◆ **WHAT YOU ARE ASKED TO DO**: Would you copy all lines in the data that contain the word "when"?

------

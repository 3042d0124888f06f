//! In-process memory tier

use crate::cache::{
    entry::CacheEntry,
    types::{CacheKey, TierCounters, TierStats},
};
use crate::clock::Clock;
use parking_lot::RwLock;
use serde_json::Value;
use std::collections::HashMap;
use std::sync::Arc;
use std::time::Duration;
use tracing::debug;

/// Fastest tier: a `HashMap` of TTL-stamped values
///
/// Entries expire lazily when read. An optional entry bound evicts expired
/// entries first and then the oldest write.
#[derive(Debug)]
pub struct MemoryCache {
    entries: RwLock<HashMap<CacheKey, CacheEntry<Value>>>,
    clock: Arc<dyn Clock>,
    max_entries: Option<usize>,
    counters: TierCounters,
}

impl MemoryCache {
    /// Create an unbounded memory tier
    pub fn new(clock: Arc<dyn Clock>) -> Self {
        Self {
            entries: RwLock::new(HashMap::new()),
            clock,
            max_entries: None,
            counters: TierCounters::default(),
        }
    }

    /// Bound the number of entries
    pub fn with_max_entries(mut self, max_entries: Option<usize>) -> Self {
        self.max_entries = max_entries;
        self
    }

    /// Get a fresh value; an expired entry is evicted and reported as a miss
    pub fn get(&self, key: &str) -> Option<Value> {
        let now = self.clock.now_millis();

        {
            let entries = self.entries.read();
            match entries.get(key) {
                Some(entry) if entry.is_fresh(now) => {
                    self.counters.hit();
                    debug!("Memory hit: {}", key);
                    return Some(entry.value.clone());
                }
                Some(_) => {}
                None => {
                    self.counters.miss();
                    return None;
                }
            }
        }

        // Re-check under the write lock; a concurrent write may have refreshed it
        let mut entries = self.entries.write();
        match entries.get(key) {
            Some(entry) if entry.is_fresh(now) => {
                self.counters.hit();
                Some(entry.value.clone())
            }
            Some(_) => {
                entries.remove(key);
                self.counters.expired(1);
                self.counters.miss();
                debug!("Memory entry expired: {}", key);
                None
            }
            None => {
                self.counters.miss();
                None
            }
        }
    }

    /// Store a value, replacing any previous entry
    pub fn set(&self, key: &str, value: Value, ttl: Duration) {
        let entry = CacheEntry::new(value, self.clock.now_millis(), ttl);
        let mut entries = self.entries.write();

        if let Some(max) = self.max_entries {
            if !entries.contains_key(key) && entries.len() >= max {
                self.make_room(&mut entries, max);
            }
        }

        entries.insert(key.to_string(), entry);
        self.counters.write();
    }

    /// A fresh value without counting a hit or miss or evicting anything
    pub fn peek(&self, key: &str) -> Option<Value> {
        let now = self.clock.now_millis();
        self.entries
            .read()
            .get(key)
            .filter(|entry| entry.is_fresh(now))
            .map(|entry| entry.value.clone())
    }

    /// The raw entry, fresh or not
    pub fn entry(&self, key: &str) -> Option<CacheEntry<Value>> {
        self.entries.read().get(key).cloned()
    }

    /// Remove an entry; missing keys are fine
    pub fn remove(&self, key: &str) {
        self.entries.write().remove(key);
    }

    /// Remove every key starting with `prefix`, returning how many went
    pub fn remove_prefix(&self, prefix: &str) -> usize {
        let mut entries = self.entries.write();
        let before = entries.len();
        entries.retain(|k, _| !k.starts_with(prefix));
        before - entries.len()
    }

    /// Remove everything
    pub fn clear(&self) {
        self.entries.write().clear();
    }

    /// Drop every expired entry
    pub fn purge_expired(&self) -> usize {
        let now = self.clock.now_millis();
        let mut entries = self.entries.write();
        let before = entries.len();
        entries.retain(|_, entry| entry.is_fresh(now));
        let purged = before - entries.len();
        self.counters.expired(purged as u64);
        purged
    }

    pub fn len(&self) -> usize {
        self.entries.read().len()
    }

    pub fn is_empty(&self) -> bool {
        self.entries.read().is_empty()
    }

    pub fn stats(&self) -> TierStats {
        self.counters.snapshot()
    }

    fn make_room(&self, entries: &mut HashMap<CacheKey, CacheEntry<Value>>, max: usize) {
        let now = self.clock.now_millis();
        let before = entries.len();
        entries.retain(|_, entry| entry.is_fresh(now));
        self.counters.expired((before - entries.len()) as u64);

        while entries.len() >= max {
            let oldest = entries
                .iter()
                .min_by_key(|(_, entry)| entry.timestamp)
                .map(|(key, _)| key.clone());

            match oldest {
                Some(key) => {
                    debug!("Evicting memory entry due to max_entries limit: {}", key);
                    entries.remove(&key);
                    self.counters.evicted();
                }
                None => break,
            }
        }
    }
}
//! # Layered Caching
//!
//! Three cache tiers behind one get-or-compute call, plus single-flight
//! deduplication of the underlying fetches.
//!
//! ## Tiers
//!
//! - **Memory**: in-process map, checked first, lost on restart
//! - **Session**: no TTL, lives as long as its backing store
//! - **Local**: durable backing store, TTL checked on every read
//!
//! Every TTL is recorded with the entry when it is written. Expired entries
//! are dropped lazily on read; `LayeredCache::purge_expired` and the
//! optional background sweep only reclaim space.
//!
//! ## Example
//!
//! ```rust
//! use layercache_core::cache::{CacheConfig, LayeredCache, QueryOptions};
//! use std::time::Duration;
//!
//! # async fn example() -> anyhow::Result<()> {
//! let cache = LayeredCache::new(CacheConfig::default())?;
//!
//! let options = QueryOptions::new()
//!     .with_session_cache()
//!     .with_local_ttl(Duration::from_secs(600));
//!
//! // Concurrent callers with the same key share one fetch
//! let feed: Vec<String> = cache
//!     .cached_query("feed?page=1", || async { Ok(vec!["post-1".to_string()]) }, options)
//!     .await?;
//!
//! cache.invalidate("feed?page=1");
//! # let _ = feed;
//! # Ok(())
//! # }
//! ```

pub mod config;
pub mod dedup;
pub mod entry;
pub mod keys;
pub mod layered;
pub mod local;
pub mod memory;
pub mod session;
pub mod types;

pub use config::{CacheConfig, CacheConfigBuilder};
pub use dedup::{InFlight, QueryDeduplicator};
pub use entry::CacheEntry;
pub use keys::{canonical_json, CacheKeyBuilder};
pub use layered::{start_auto_cleanup, LayeredCache, QueryOptions};
pub use local::LocalCache;
pub use memory::MemoryCache;
pub use session::SessionCache;
pub use types::{CacheKey, CacheStats, Tier, TierStats};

------

◆ **ANSWER BELOW**:
/// Entries expire lazily when read. An optional entry bound evicts expired
//! Every TTL is recorded with the entry when it is written. Expired entries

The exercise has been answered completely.